本記事では倉庫業の種類や主な業務内容、倉庫業の現状などを解説していきます。
倉庫業とは
倉庫業とは寄託を受けた物品を倉庫で保管する事業です。経済活動や生活に欠かせない多種多様な物品を預かり保管することが役割です。
2002年まで倉庫業法によって規制があり倉庫業を営むには許可が必要でしたが、物流業務の効率化や競争力の向上を目的として登録制に変わりました。
参照:倉庫業法|e-Gov法令検索
近年では倉庫業も単に荷物を保管・在庫管理するだけに留まらず、検品や値札付け、包装、仕分など物流に関するさまざまな業務を担い、付加価値を提供しています。
倉庫業の種類
倉庫業には、大きく分けて「普通倉庫業」と「冷蔵倉庫業」の2種類があります。また、倉庫には様々な形態があります。それぞれ詳しく見ていきましょう。
普通倉庫業
「普通倉庫業」とは最も一般的な倉庫業の形態です。
保管するものは金属、原油などの「鉱業」や繊維・化学工業・紙などの「製造業」など。他にも家財、美術品、骨董品等など消費者の財産となるものも保管します。
この普通倉庫業も5つの種類に分かれています。
1~3類倉庫
「1~3類倉庫」は、1類、2類、3類の3つのグレードに分かれた建屋型の倉庫です。
- 1類:最もハイグレードな倉庫。防水・防湿・遮熱・耐火性能が必要。
日用品・紙&パルプ、電気機械などを保管。冷蔵倉庫、危険品倉庫での保管が義務付けられている物品の保管は不可。 - 2類:防火、耐火性能が不要な倉庫。ゆえに耐火性能が不要なもの(でん粉、塩、肥料、セメント)などを保管。1類に比べ保管可能な物品が限られる。

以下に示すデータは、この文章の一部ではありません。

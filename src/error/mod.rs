//! Error handling for the ledger node
//!
//! Every fallible operation in the crate returns [`Result`]. The first three groups of
//! variants are the admission, block validation and chain replacement failures the ledger
//! reports to its callers; the rest wrap infrastructure failures (storage, sockets, config).

use std::fmt;

/// Result type alias for ledger operations
pub type Result<T> = std::result::Result<T, BlockchainError>;

/// Error types for ledger, consensus and node operations
#[derive(Debug, Clone, PartialEq)]
pub enum BlockchainError {
    // Transaction admission
    /// Signature missing, malformed, or not matching the sender key
    InvalidSignature(String),
    /// Transaction id does not match the recomputed hash
    InvalidTransactionHash(String),
    /// Value is zero, negative or not a finite number
    NonPositiveValue(f64),
    /// Fee is negative or not a finite number
    NegativeFee(f64),
    /// Transaction id already on chain or in the mempool
    ReplayedTransaction(String),
    /// Spendable balance (after pending commitments and stake) is too low
    InsufficientFunds { required: f64, available: f64 },

    // Block validation
    InvalidBlockIndex { expected: u64, found: u64 },
    InvalidPreviousHash { index: u64 },
    InvalidBlockHash { index: u64 },
    /// PoW target missed or PoS validator signature rejected
    InvalidProof { index: u64, reason: String },
    InvalidEmbeddedTransaction { index: u64, transaction_id: String },

    // Chain replacement
    /// Candidate chain starts from a different genesis block
    GenesisMismatch,
    /// Candidate chain failed validation; `index` is the first offending block
    InvalidChainSegment { index: u64, reason: String },

    /// Database-related errors
    Database(String),
    /// Cryptographic operation errors
    Crypto(String),
    /// Network communication errors
    Network(String),
    /// Wallet operation errors
    Wallet(String),
    /// Configuration errors
    Config(String),
    /// Serialization/deserialization errors
    Serialization(String),
    /// File I/O errors
    Io(String),
    /// A lock guarding shared state was poisoned
    Concurrency(String),
}

impl fmt::Display for BlockchainError {
    fn fmt(&self, f: &mut fmt::Formatter<'_>) -> fmt::Result {
        match self {
            BlockchainError::InvalidSignature(id) => {
                write!(f, "Invalid signature on transaction {id}")
            }
            BlockchainError::InvalidTransactionHash(id) => {
                write!(f, "Transaction id {id} does not match its contents")
            }
            BlockchainError::NonPositiveValue(value) => {
                write!(f, "Transaction value must be positive, got {value}")
            }
            BlockchainError::NegativeFee(fee) => {
                write!(f, "Transaction fee must not be negative, got {fee}")
            }
            BlockchainError::ReplayedTransaction(id) => {
                write!(f, "Transaction {id} is already known")
            }
            BlockchainError::InsufficientFunds {
                required,
                available,
            } => {
                write!(
                    f,
                    "Insufficient funds: required {required}, available {available}"
                )
            }
            BlockchainError::InvalidBlockIndex { expected, found } => {
                write!(f, "Invalid block index: expected {expected}, found {found}")
            }
            BlockchainError::InvalidPreviousHash { index } => {
                write!(f, "Block {index} does not link to its predecessor")
            }
            BlockchainError::InvalidBlockHash { index } => {
                write!(f, "Block {index} hash does not match its contents")
            }
            BlockchainError::InvalidProof { index, reason } => {
                write!(f, "Block {index} has an invalid proof: {reason}")
            }
            BlockchainError::InvalidEmbeddedTransaction {
                index,
                transaction_id,
            } => {
                write!(
                    f,
                    "Block {index} carries invalid transaction {transaction_id}"
                )
            }
            BlockchainError::GenesisMismatch => {
                write!(f, "Candidate chain has a different genesis block")
            }
            BlockchainError::InvalidChainSegment { index, reason } => {
                write!(f, "Candidate chain rejected at block {index}: {reason}")
            }
            BlockchainError::Database(msg) => write!(f, "Database error: {msg}"),
            BlockchainError::Crypto(msg) => write!(f, "Cryptographic error: {msg}"),
            BlockchainError::Network(msg) => write!(f, "Network error: {msg}"),
            BlockchainError::Wallet(msg) => write!(f, "Wallet error: {msg}"),
            BlockchainError::Config(msg) => write!(f, "Configuration error: {msg}"),
            BlockchainError::Serialization(msg) => write!(f, "Serialization error: {msg}"),
            BlockchainError::Io(msg) => write!(f, "I/O error: {msg}"),
            BlockchainError::Concurrency(msg) => write!(f, "Lock error: {msg}"),
        }
    }
}

impl std::error::Error for BlockchainError {}

impl From<std::io::Error> for BlockchainError {
    fn from(err: std::io::Error) -> Self {
        BlockchainError::Io(err.to_string())
    }
}

impl From<sled::Error> for BlockchainError {
    fn from(err: sled::Error) -> Self {
        BlockchainError::Database(err.to_string())
    }
}

impl From<bincode::error::EncodeError> for BlockchainError {
    fn from(err: bincode::error::EncodeError) -> Self {
        BlockchainError::Serialization(err.to_string())
    }
}

impl From<bincode::error::DecodeError> for BlockchainError {
    fn from(err: bincode::error::DecodeError) -> Self {
        BlockchainError::Serialization(err.to_string())
    }
}

impl From<serde_json::Error> for BlockchainError {
    fn from(err: serde_json::Error) -> Self {
        BlockchainError::Serialization(err.to_string())
    }
}

impl From<toml::de::Error> for BlockchainError {
    fn from(err: toml::de::Error) -> Self {
        BlockchainError::Config(err.to_string())
    }
}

- 3類:ガラス類、陶磁器、鉄材など燃えにくく、湿気にも強い貨物が保管される。防火、耐火性能、防湿性能が不要。
野積倉庫
「野積倉庫」は堀や柵に囲まれた、野外で保管するための倉庫です。雨や風にさらされるため、影響を受けない下記のような保管物に限られます。
- 木材
- 鉱物
- 車両
- 保管に使用するパレット
野積倉庫は野外の倉庫ですが、倉庫業法で定められた規定があり、防火、照明設備の設置など、条件が設けられています。
貯蔵槽倉庫
「貯蔵槽倉庫」とは小麦や大麦、トウモロコシなどバラの物品を保管する倉庫です。農産物や飼料を保管するのに最適です。
サイロやタンクと呼ばれ、糖蜜など液体の貨物が保管されることもあります。
危険品倉庫
「危険品倉庫」とは、法律で危険物に指定された物資を保管する倉庫です。
保管する物資の性質によって、消防法、高圧ガス保安法、液化石油ガスの確保及び取引の適正化に関する法律など、法律の規定を満たす必要があります。
トランクルーム
トランクルームは、家財、美術品、骨董品、ピアノ、本など個人の財産を保管する倉庫です。自宅で入りきらないものを保管できるため、企業だけではなく一般の消費者にも人気の収納サービスです。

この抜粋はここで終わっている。